Captain Leslie William Burbidge (born 10 March 1891, Bexhill-on-Sea, Sussex, England, date and place of death unknown) was a World War I flying ace credited with six aerial victories. He flew as an observer/gunner in Bristol F.2 Fighters in 20 Squadron.

==Pre-World War I==
Leslie William Burbidge was the son of Reverend E. O. Burbidge. The younger Burbidge worked for a shipyard in St Helens, Lancashire, from 1910 to 1914. He was fluent in both French and Italian, and gave a home of record in Le Havre when he joined the Royal Flying Corps.

==World War I service==
===Military appointments===
On 1 August 1915 he was promoted from Second Lieutenant to Lieutenant. Temporary Captain Burbidge was appointed an Adjutant in the Army Service Corps on 1 June 1916. He was superseded as Adjutant on 30 July 1917. On 7 October 1917, Burbidge was transferred to the RFC's General List, with seniority backdated to 10 September.

===Aerial victories===
On 25 September 1917, Burbidge helped drive down an Albatros D.V out of control for an aerial victory shared with Sgt. William Benger. At mid-day 2 October over Dadizeele, Burbidge drove down two D.Vs five minutes apart for wins two and three. On 13 November, he teamed with pilot ace Lt. Robert Kirby Kirkman to drive down another Albatros D.V out of control; they repeated the feat on 5 December 1917, and Burbidge was an ace.

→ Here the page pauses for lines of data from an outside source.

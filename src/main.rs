mod db;
mod fields;
mod ipc;
mod llm;
mod prompt;
mod render;

use std::io::{self, BufRead, Write};

use tracing_subscriber::EnvFilter;

fn main() {
    // stdout carries the protocol; diagnostics go to stderr.
    tracing_subscriber::fmt()
        .with_env_filter(EnvFilter::from_default_env())
        .with_writer(io::stderr)
        .init();

    let mut state = ipc::AppState {
        workspace: None,
        db: None,
    };

    let stdin = io::stdin();
    let mut stdout = io::stdout();

    for line in stdin.lock().lines() {
        let line = match line {
            Ok(v) => v,
            Err(_) => break,
        };
        if line.trim().is_empty() {
            continue;
        }

        let req: ipc::Request = match serde_json::from_str(&line) {
            Ok(v) => v,
            Err(e) => {
                // Can't reply without an id; report and move on.
                let _ = writeln!(
                    stdout,
                    "{{\"ok\":false,\"error\":{{\"code\":\"bad_json\",\"message\":\"{}\"}}}}",
                    e
                );
                let _ = stdout.flush();
                continue;
            }
        };

        let resp = ipc::handle_request(&mut state, req);
        let _ = writeln!(
            stdout,
            "{}",
            serde_json::to_string(&resp).unwrap_or_else(|_| "{\"ok\":false}".to_string())
        );
        let _ = stdout.flush();
    }
}
use rusqlite::Connection;
use serde::{Deserialize, Serialize};
use serde_json::{Map, Value};

use crate::db;

/// Store keys are the field id behind a fixed namespace prefix. The registry
/// below is the single source of truth for which ids exist; store keys and
/// field ids stay in 1:1 correspondence.
pub const KEY_PREFIX: &str = "lessonPlan_";

pub const API_KEY_ID: &str = "api-key";

pub const COVER_FIELD_IDS: [&str; 6] = [
    "subject",
    "grade",
    "class",
    "academic-year",
    "teacher",
    "lesson-topic",
];

pub const DETAIL_FIELD_IDS: [&str; 11] = [
    "prepare-time",
    "class-hours",
    "curriculum-require",
    "literacy-target",
    "key-points",
    "difficult-points",
    "student-analysis",
    "teaching-strategy",
    "teaching-resources",
    "blackboard-design",
    "teaching-reflection",
];

/// The page has a fixed number of teaching-process rows; the prompt asks for
/// 3-5 steps and fills clamp to this capacity.
pub const PROCESS_ROWS: usize = 5;
pub const PROCESS_COLS: usize = 3;

pub fn store_key(field_id: &str) -> String {
    format!("{}{}", KEY_PREFIX, field_id)
}

pub fn process_field_id(row: usize, col: usize) -> String {
    format!("teachingProcess_{}_{}", row, col)
}

fn is_process_id(field_id: &str) -> bool {
    let Some(rest) = field_id.strip_prefix("teachingProcess_") else {
        return false;
    };
    let mut parts = rest.splitn(2, '_');
    let row = parts.next().and_then(|s| s.parse::<usize>().ok());
    let col = parts.next().and_then(|s| s.parse::<usize>().ok());
    matches!((row, col), (Some(r), Some(c)) if r < PROCESS_ROWS && c < PROCESS_COLS)
}

pub fn is_known_id(field_id: &str) -> bool {
    field_id == API_KEY_ID
        || COVER_FIELD_IDS.contains(&field_id)
        || DETAIL_FIELD_IDS.contains(&field_id)
        || is_process_id(field_id)
}

pub fn get(conn: &Connection, field_id: &str) -> anyhow::Result<Option<String>> {
    db::field_get(conn, &store_key(field_id))
}

pub fn set(conn: &Connection, field_id: &str, value: &str) -> anyhow::Result<()> {
    db::field_set(conn, &store_key(field_id), value)
}

fn get_trimmed(conn: &Connection, field_id: &str) -> anyhow::Result<String> {
    Ok(get(conn, field_id)?.unwrap_or_default().trim().to_string())
}

/// One teaching-process row: three independent free-text cells.
#[derive(Debug, Clone, Default, PartialEq, Serialize, Deserialize)]
#[serde(rename_all = "camelCase")]
pub struct ProcessStep {
    #[serde(default)]
    pub teacher_activity: String,
    #[serde(default)]
    pub student_activity: String,
    #[serde(default)]
    pub design_intent: String,
}

impl ProcessStep {
    pub fn is_empty(&self) -> bool {
        self.teacher_activity.is_empty()
            && self.student_activity.is_empty()
            && self.design_intent.is_empty()
    }
}

/// Generated lesson content as returned by the model. Every field may be
/// absent; absent fields leave the current form values untouched.
#[derive(Debug, Clone, Default, Deserialize)]
#[serde(rename_all = "camelCase")]
pub struct LessonContent {
    pub curriculum_require: Option<String>,
    pub literacy_target: Option<String>,
    pub key_points: Option<String>,
    pub difficult_points: Option<String>,
    pub student_analysis: Option<String>,
    pub teaching_strategy: Option<String>,
    pub teaching_resources: Option<String>,
    #[serde(default)]
    pub teaching_process: Vec<ProcessStep>,
    pub blackboard_design: Option<String>,
    pub reflection: Option<String>,
}

const CONTENT_FIELD_MAP: [(&str, fn(&LessonContent) -> &Option<String>); 9] = [
    ("curriculum-require", |c| &c.curriculum_require),
    ("literacy-target", |c| &c.literacy_target),
    ("key-points", |c| &c.key_points),
    ("difficult-points", |c| &c.difficult_points),
    ("student-analysis", |c| &c.student_analysis),
    ("teaching-strategy", |c| &c.teaching_strategy),
    ("teaching-resources", |c| &c.teaching_resources),
    ("blackboard-design", |c| &c.blackboard_design),
    ("teaching-reflection", |c| &c.reflection),
];

/// Write generated content into the store. Present fields are set and
/// persisted; absent or empty fields are skipped. Process steps map
/// positionally onto rows 0..PROCESS_ROWS; excess steps are discarded and
/// trailing rows are left as they are. Re-applying the same content is a
/// no-op beyond rewriting identical values.
///
/// Returns the field ids that were written with their new values.
pub fn apply_generated(
    conn: &Connection,
    content: &LessonContent,
) -> anyhow::Result<Map<String, Value>> {
    let mut filled = Map::new();

    for (field_id, accessor) in CONTENT_FIELD_MAP {
        if let Some(value) = accessor(content) {
            if value.is_empty() {
                continue;
            }
            set(conn, field_id, value)?;
            filled.insert(field_id.to_string(), Value::String(value.clone()));
        }
    }

    for (row, step) in content.teaching_process.iter().enumerate() {
        if row >= PROCESS_ROWS {
            break;
        }
        let cells = [
            &step.teacher_activity,
            &step.student_activity,
            &step.design_intent,
        ];
        for (col, value) in cells.into_iter().enumerate() {
            let field_id = process_field_id(row, col);
            set(conn, &field_id, value)?;
            filled.insert(field_id, Value::String(value.clone()));
        }
    }

    Ok(filled)
}

/// Flat snapshot of every form field, read live at export time.
#[derive(Debug, Clone, Default)]
pub struct LessonRecord {
    pub subject: String,
    pub grade: String,
    pub class_name: String,
    pub academic_year: String,
    pub teacher: String,
    pub lesson_topic: String,
    pub prepare_time: String,
    pub class_hours: String,
    pub curriculum_require: String,
    pub literacy_target: String,
    pub key_points: String,
    pub difficult_points: String,
    pub student_analysis: String,
    pub teaching_strategy: String,
    pub teaching_resources: String,
    pub teaching_process: Vec<ProcessStep>,
    pub blackboard_design: String,
    pub reflection: String,
}

/// Read every live field value, trimmed. Process rows with all three cells
/// empty are dropped.
pub fn collect_record(conn: &Connection) -> anyhow::Result<LessonRecord> {
    let mut record = LessonRecord {
        subject: get_trimmed(conn, "subject")?,
        grade: get_trimmed(conn, "grade")?,
        class_name: get_trimmed(conn, "class")?,
        academic_year: get_trimmed(conn, "academic-year")?,
        teacher: get_trimmed(conn, "teacher")?,
        lesson_topic: get_trimmed(conn, "lesson-topic")?,
        prepare_time: get_trimmed(conn, "prepare-time")?,
        class_hours: get_trimmed(conn, "class-hours")?,
        curriculum_require: get_trimmed(conn, "curriculum-require")?,
        literacy_target: get_trimmed(conn, "literacy-target")?,
        key_points: get_trimmed(conn, "key-points")?,
        difficult_points: get_trimmed(conn, "difficult-points")?,
        student_analysis: get_trimmed(conn, "student-analysis")?,
        teaching_strategy: get_trimmed(conn, "teaching-strategy")?,
        teaching_resources: get_trimmed(conn, "teaching-resources")?,
        teaching_process: Vec::new(),
        blackboard_design: get_trimmed(conn, "blackboard-design")?,
        reflection: get_trimmed(conn, "teaching-reflection")?,
    };

    for row in 0..PROCESS_ROWS {
        let step = ProcessStep {
            teacher_activity: get_trimmed(conn, &process_field_id(row, 0))?,
            student_activity: get_trimmed(conn, &process_field_id(row, 1))?,
            design_intent: get_trimmed(conn, &process_field_id(row, 2))?,
        };
        if !step.is_empty() {
            record.teaching_process.push(step);
        }
    }

    Ok(record)
}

On 21 February 1918, Burbidge was transferred to Home Establishment. He rejoined 20 Squadron in September. He was flying with Thomas Traill when they destroyed a Fokker D.VII north of Saint Quentin on 29 September 1918. He was also flying with Traill when they collided with another "Brisfit", losing part of a wing; Burbidge climbed out onto the opposite wings, which stabilized their broken plane enough for Traill to be able to crash-land. Burbidge was slightly injured, breaking his nose and biting through his tongue.

==Post World War I==
Burbidge served in 22 Squadron, then in 12 Squadron in Cologne, Germany. On 23 October 1919, Burbidge transferred to the Royal Air Force's unemployed list.

==Honours and awards==
- Distinguished Flying Cross

Lieut. (Hon. Capt.) Leslie William Burbidge. (FRANCE)
On 23 October this officer displayed marked gallantry and bravery. After destroying a hostile machine his own machine collided, by mischance, with another of his formation on the return journey, and at once began to fall out of control. Capt. Burbidge, with great presence of mind and considerable personal risk, climbed out on to the damaged plane, and so enabled his pilot to regain partial control, maintaining this position till the machine slowly side-slipped on to the ground. By his courageous action this officer undoubtedly saved the life of his pilot at considerable danger to his own, for, on the machine striking the ground, he was thrown from the plane and received serious injuries to his face.

==Bibliography==
- Franks, Norman (1997). "Above the War Fronts: The British Two-seater Bomber Pilot and Observer Aces, the British Two-seater Fighter Observer Aces, and the Belgian, Italian, Austro-Hungarian and Russian Fighter Aces, 1914–1918"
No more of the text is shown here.